Her work is featured in many permanent collections throughout the world, including The Panza Collection at the Solomon R. Guggenheim Museum and the Walker Art Center. She has also created public, site-specific works for the Hudson River Park, Stanford University and other sites around the world.

== Early life and education ==
Meg Webster was born in San Francisco in 1944. She received her Bachelor of Fine Arts from Old Dominion University in Norfolk, Virginia. After shifting her focus from painting to sculpture, Webster pursued a Master of Arts degree at Yale University, completed in the early 1980s. While attending Yale, Webster was taught by important contemporary artists, such as Vito Acconci, Donald Judd, and Richard Serra. Webster has lived in the East Village in New York City since 1979, where she continues to produce sculptural works.

== Work ==
Meg Webster began exhibiting her work in 1980, showing her work in venues throughout the country. She draws inspiration from artists working in the vein of Land Art, such as Robert Smithson and Michael Heizer, her former mentor. Webster started working as Heizer's assistant in 1983, facilitating the installation of his exhibitions, including his 1985 solo show at the Whitney Museum. Meg Webster's most notable works are sculptures of natural materials, molded to create simple forms. Webster builds these works methodically and delicately, paying close attention to the structure and the weight of each work's physical presence.

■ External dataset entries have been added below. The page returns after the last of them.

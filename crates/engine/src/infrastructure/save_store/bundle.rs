//! On-disk bundle format: pointer, manifest and content-addressed shards.

use std::collections::BTreeMap;
use std::path::{Component, Path};

use chrono::{DateTime, Utc};
use serde::de::DeserializeOwned;
use serde::{Deserialize, Serialize};
use sha2::{Digest, Sha256};
use wrldkeep_domain::{
    AreaSnapshot, GameLogEntry, GameLogSettings, MapSnapshot, PlayerRuntimeData,
    PlayerStaticData, SaveFile, SessionId,
};

use crate::infrastructure::ports::StoreError;

pub(crate) const BUNDLE_FORMAT: &str = "save_bundle_v1";
pub(crate) const BUNDLE_FORMAT_VERSION: u32 = 1;
pub(crate) const MANIFEST_FILE: &str = "manifest.json";

pub(crate) const SHARD_META: &str = "meta";
pub(crate) const SHARD_MAP: &str = "map_snapshot";
pub(crate) const SHARD_AREA: &str = "area_snapshot";
pub(crate) const SHARD_PLAYER: &str = "player_data";
pub(crate) const SHARD_LOGS: &str = "game_logs";

pub(crate) const SHARD_NAMES: [&str; 5] =
    [SHARD_META, SHARD_MAP, SHARD_AREA, SHARD_PLAYER, SHARD_LOGS];

/// Hex characters of the digest used in shard file names.
const FILE_HASH_PREFIX: usize = 16;

// =============================================================================
// Pointer and manifest
// =============================================================================

/// The per-session entry point, `<session_id>.json`.
#[derive(Debug, Clone, PartialEq, Serialize, Deserialize)]
pub(crate) struct Pointer {
    pub format: String,
    pub format_version: u32,
    #[serde(default, skip_serializing_if = "Option::is_none")]
    pub bundle_dir: Option<String>,
    pub session_id: SessionId,
    pub updated_at: DateTime<Utc>,
}

impl Pointer {
    pub fn new(session_id: SessionId, bundle_dir: String, updated_at: DateTime<Utc>) -> Self {
        Self {
            format: BUNDLE_FORMAT.to_string(),
            format_version: BUNDLE_FORMAT_VERSION,
            bundle_dir: Some(bundle_dir),
            session_id,
            updated_at,
        }
    }
}

#[derive(Debug, Clone, PartialEq, Eq, Serialize, Deserialize)]
pub(crate) struct ShardEntry {
    pub hash: String,
    pub file: String,
}

#[derive(Debug, Clone, PartialEq, Serialize, Deserialize)]
pub(crate) struct Manifest {
    pub format: String,
    pub format_version: u32,
    pub updated_at: DateTime<Utc>,
    pub shards: BTreeMap<String, ShardEntry>,
}

impl Manifest {
    pub fn new(updated_at: DateTime<Utc>) -> Self {
        Self {
            format: BUNDLE_FORMAT.to_string(),
            format_version: BUNDLE_FORMAT_VERSION,
            updated_at,
            shards: BTreeMap::new(),
        }
    }

    pub fn check_format(&self) -> Result<(), StoreError> {
        if self.format != BUNDLE_FORMAT || self.format_version != BUNDLE_FORMAT_VERSION {
            return Err(StoreError::corruption(format!(
                "unsupported manifest format {} v{}",
                self.format, self.format_version
            )));
        }
        Ok(())
    }
}

/// A bundle directory must be a single plain name inside the sessions root.
pub(crate) fn is_safe_bundle_dir(name: &str) -> bool {
    let mut components = Path::new(name).components();
    matches!(
        (components.next(), components.next()),
        (Some(Component::Normal(_)), None)
    ) && !name.contains('\\')
}

// =============================================================================
// Shard payloads
// =============================================================================

#[derive(Debug, Clone, Serialize, Deserialize)]
struct MetaShard {
    version: String,
    session_id: SessionId,
    updated_at: DateTime<Utc>,
    #[serde(default)]
    game_log_settings: GameLogSettings,
}

#[derive(Debug, Clone, Serialize, Deserialize)]
struct PlayerShard {
    #[serde(default)]
    player_static_data: PlayerStaticData,
    player_runtime_data: PlayerRuntimeData,
}

#[derive(Debug, Clone, Serialize, Deserialize)]
struct LogsShard {
    #[serde(default)]
    items: Vec<GameLogEntry>,
}

/// One serialized shard ready to be written.
#[derive(Debug, Clone)]
pub(crate) struct EncodedShard {
    pub name: &'static str,
    pub bytes: Vec<u8>,
    pub hash: String,
}

impl EncodedShard {
    fn encode<T: Serialize>(name: &'static str, payload: &T) -> Result<Self, StoreError> {
        let bytes = canonical_json(payload)?;
        let hash = sha256_hex(&bytes);
        Ok(Self { name, bytes, hash })
    }

    /// Content-addressed file name, `{shard}.{hash[..16]}.json`.
    pub fn file_name(&self) -> String {
        shard_file_name(self.name, &self.hash)
    }
}

pub(crate) fn shard_file_name(name: &str, hash: &str) -> String {
    let prefix = hash.get(..FILE_HASH_PREFIX).unwrap_or(hash);
    format!("{name}.{prefix}.json")
}

/// Compact JSON with object keys in sorted order.
///
/// Going through `serde_json::Value` sorts keys because its map is a
/// `BTreeMap` unless `preserve_order` is enabled.
pub(crate) fn canonical_json<T: Serialize>(payload: &T) -> Result<Vec<u8>, StoreError> {
    let value = serde_json::to_value(payload).map_err(StoreError::serialization)?;
    serde_json::to_vec(&value).map_err(StoreError::serialization)
}

pub(crate) fn sha256_hex(bytes: &[u8]) -> String {
    let mut hasher = Sha256::new();
    hasher.update(bytes);
    hex::encode(hasher.finalize())
}

/// Split a save into its five shards, in `SHARD_NAMES` order.
pub(crate) fn encode_shards(save: &SaveFile) -> Result<Vec<EncodedShard>, StoreError> {
    let meta = MetaShard {
        version: save.version.clone(),
        session_id: save.session_id.clone(),
        updated_at: save.updated_at,
        game_log_settings: save.game_log_settings,
    };
    let player = PlayerShard {
        player_static_data: save.player_static_data.clone(),
        player_runtime_data: save.player_runtime_data.clone(),
    };
    let logs = LogsShard {
        items: save.game_logs.clone(),
    };

    Ok(vec![
        EncodedShard::encode(SHARD_META, &meta)?,
        EncodedShard::encode(SHARD_MAP, &save.map_snapshot)?,
        EncodedShard::encode(SHARD_AREA, &save.area_snapshot)?,
        EncodedShard::encode(SHARD_PLAYER, &player)?,
        EncodedShard::encode(SHARD_LOGS, &logs)?,
    ])
}

fn decode_shard<T: DeserializeOwned>(
    shards: &BTreeMap<String, Vec<u8>>,
    name: &str,
) -> Result<T, StoreError> {
    let bytes = shards
        .get(name)
        .ok_or_else(|| StoreError::corruption(format!("shard {name} is missing")))?;
    serde_json::from_slice(bytes)
        .map_err(|e| StoreError::corruption(format!("shard {name} is unreadable: {e}")))
}

/// Rebuild a save from verified shard contents.
pub(crate) fn assemble(shards: &BTreeMap<String, Vec<u8>>) -> Result<SaveFile, StoreError> {
    let meta: MetaShard = decode_shard(shards, SHARD_META)?;
    let map_snapshot: MapSnapshot = decode_shard(shards, SHARD_MAP)?;
    let area_snapshot: AreaSnapshot = decode_shard(shards, SHARD_AREA)?;
    let player: PlayerShard = decode_shard(shards, SHARD_PLAYER)?;
    let logs: LogsShard = decode_shard(shards, SHARD_LOGS)?;

    Ok(SaveFile {
        version: meta.version,
        session_id: meta.session_id,
        map_snapshot,
        area_snapshot,
        game_logs: logs.items,
        game_log_settings: meta.game_log_settings,
        player_static_data: player.player_static_data,
        player_runtime_data: player.player_runtime_data,
        updated_at: meta.updated_at,
    })
}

Webster often employs industrial materials in her work juxtaposed with natural elements to create a visually complex space that provokes further thought on the intersection of nature and technology. Her artworks also often raise issues of global warming and the consequences of human interference with the environment. Although she is most recognized for her work in sculpture and installation, Webster also creates paintings and works on paper, both of which have been exhibited at Paula Cooper Gallery, her New York gallery representative. Webster continues to be featured in both group and solo shows in museums and galleries, in addition to her outdoor public commissions and garden designs.

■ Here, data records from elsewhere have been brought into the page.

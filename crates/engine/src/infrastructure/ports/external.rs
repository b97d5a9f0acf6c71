//! External service port traits (content generation).

use async_trait::async_trait;
use serde_json::Value;
use wrldkeep_domain::Position;

use super::error::GenerationError;

// =============================================================================
// Request Types
// =============================================================================

/// Ask the collaborator for raw zone proposals around a position.
#[derive(Debug, Clone, PartialEq)]
pub struct ZoneProposalRequest {
    /// Player position the zones are generated around
    pub center: Position,
    /// Number of zones wanted
    pub count: usize,
    /// Free-text world setting
    pub world_prompt: String,
    /// Recent game log messages for context, oldest first
    pub recent_events: Vec<String>,
}

/// Ask the collaborator for new interactions inside one sub-zone.
#[derive(Debug, Clone, PartialEq)]
pub struct InteractionProposalRequest {
    pub sub_zone_name: String,
    pub sub_zone_description: String,
    /// What the player is trying to do
    pub intent: String,
    /// Names already present, so the collaborator can avoid them
    pub existing_names: Vec<String>,
}

// =============================================================================
// Generation Port
// =============================================================================

/// Source of untrusted generated content.
///
/// Implementations return loosely structured JSON objects. Callers validate
/// every proposal and fall back to deterministic content on any error.
#[cfg_attr(test, mockall::automock)]
#[async_trait]
pub trait GenerationPort: Send + Sync {
    async fn propose_zones(
        &self,
        request: ZoneProposalRequest,
    ) -> Result<Vec<Value>, GenerationError>;

    async fn propose_interactions(
        &self,
        request: InteractionProposalRequest,
    ) -> Result<Vec<Value>, GenerationError>;
}
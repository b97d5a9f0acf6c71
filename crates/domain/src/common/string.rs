//! String helpers for untrusted text.

/// Trims `value` and converts a blank result to `None`.
///
/// # Examples
///
/// ```
/// use wrldkeep_domain::common::none_if_blank;
///
/// assert_eq!(none_if_blank("  Old Mill "), Some("Old Mill"));
/// assert_eq!(none_if_blank("   "), None);
/// ```
pub fn none_if_blank(value: &str) -> Option<&str> {
    let trimmed = value.trim();
    if trimmed.is_empty() {
        None
    } else {
        Some(trimmed)
    }
}

/// Keeps at most `max_chars` characters, never splitting a code point.
///
/// # Examples
///
/// ```
/// use wrldkeep_domain::common::truncate_chars;
///
/// assert_eq!(truncate_chars("search the well", 6), "search");
/// assert_eq!(truncate_chars("古井旁的石碑", 2), "古井");
/// ```
pub fn truncate_chars(value: &str, max_chars: usize) -> &str {
    match value.char_indices().nth(max_chars) {
        Some((idx, _)) => &value[..idx],
        None => value,
    }
}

She also did some notable works with Kurt Baptista an abstract artist in art show germany munich 2003

=== Installation art ===

Meg Webster's immersive installations allow the viewer to fully experience her manufactured atmospheres and to inhibit her creative vision. In Pool, originally built in 1998 and later recreated in 2013, Webster inserted a pool into the exhibition space at MoMA PS1. Although the pool is entirely artificial, Webster decided not to hide the manmade mechanics that made the pool possible. The infusion of natural elements in an industrial space envelops the viewer and transports them into an entirely new venue where these two worlds coexist. The 2013 installation was a part of the exhibition Expo 1, which served as an artistic commentary on the role of environment in society, a question that Meg Webster often grapples with in her sculptures and installations.

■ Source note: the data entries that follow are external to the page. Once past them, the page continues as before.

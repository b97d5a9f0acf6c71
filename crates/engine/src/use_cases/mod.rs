//! Use cases - World state operations.
//!
//! Each module contains use cases for one area of the world state. Every
//! mutating use case goes through the [`SessionStore`](crate::stores::SessionStore),
//! so operations on one session are serialized and persisted as a unit.

pub mod area;
pub mod discovery;
pub mod error;
pub mod game_log;
pub mod movement;
pub mod player;
pub mod region;
pub mod save;
pub mod time;

// Re-export main types
pub use area::AreaUseCases;
pub use discovery::DiscoveryUseCases;
pub use error::EngineError;
pub use game_log::GameLogUseCases;
pub use movement::MovementUseCases;
pub use player::PlayerUseCases;
pub use region::RegionUseCases;
pub use save::SaveUseCases;
pub use time::TimeUseCases;
//! Value objects - Immutable objects defined by their attributes

mod calendar;
mod zone_kind;

// Calendar layout used by the world clock
pub use calendar::{CalendarDefinition, CalendarId, MonthDefinition, DEFAULT_CALENDAR_ID};

// Zone classification
pub use zone_kind::{ZoneSize, ZoneType};
//! Error types for port operations.

/// Save persistence errors with context for debugging.
#[derive(Debug, thiserror::Error)]
pub enum StoreError {
    /// Filesystem operation failed - includes operation name and path for tracing.
    #[error("I/O error in {operation} ({path}): {message}")]
    Io {
        operation: &'static str,
        path: String,
        message: String,
    },

    /// Serialization/deserialization failed.
    #[error("Serialization error: {0}")]
    Serialization(String),

    /// Stored data is inconsistent (missing shard, hash mismatch, broken manifest).
    #[error("Storage corruption: {0}")]
    Corruption(String),

    /// Blocking task could not complete.
    #[error("Background task failed: {0}")]
    Task(String),
}

impl StoreError {
    /// Create an Io error with operation and path context.
    pub fn io(operation: &'static str, path: &std::path::Path, err: impl ToString) -> Self {
        Self::Io {
            operation,
            path: path.display().to_string(),
            message: err.to_string(),
        }
    }

    /// Create a Serialization error.
    pub fn serialization(message: impl ToString) -> Self {
        Self::Serialization(message.to_string())
    }

    /// Create a Corruption error.
    pub fn corruption(message: impl ToString) -> Self {
        Self::Corruption(message.to_string())
    }

    /// Check if this is a Corruption error.
    pub fn is_corruption(&self) -> bool {
        matches!(self, Self::Corruption(_))
    }
}

#[derive(Debug, Clone, thiserror::Error)]
pub enum GenerationError {
    #[error("Generation request failed: {0}")]
    RequestFailed(String),
    #[error("Invalid response: {0}")]
    InvalidResponse(String),
    #[error("Generation unavailable: {0}")]
    Unavailable(String),
}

Exhibited both in and out of doors, many of her works are site specific and are built in accordance with their physical surroundings. Webster directly engages with her environment and invites viewers to do the same. In her most recent solo show at Paula Cooper Gallery in New York, Webster created an installation work, Solar Grow Room, in which she built an indoor garden complete with reflective paneling and industrial lamps.

=== Sculpture ===

Maintaining her preference for large scale works, Webster's sculptures are as dramatic and monumental as her installations. Although her sculptures generally pertain to environmental themes and incorporate natural materials, her pieces are sometimes composed of controlled geometric forms. Webster often turns to a certain roster of forms – cones, gates, hollows, beds, and rings – when creating her sculptures. Stick Spiral, created for the Panza Collection and later bequeathed to the Guggenheim Museum, consists of a simple spiral shape created solely from branches. The clean geometry is interrupted by the chaotic arrangement of branches, yet the piece remains contemplative rather than aggressive. Untitled (also known as Lifted Conical Depression) (1990), part of the Western Washington University Public Sculpture Collection, consists of a low-lying copper planter with Cloudberry slowly descending in a conical shape back into the earth, combining minimalist vocabulary with an ecological concern.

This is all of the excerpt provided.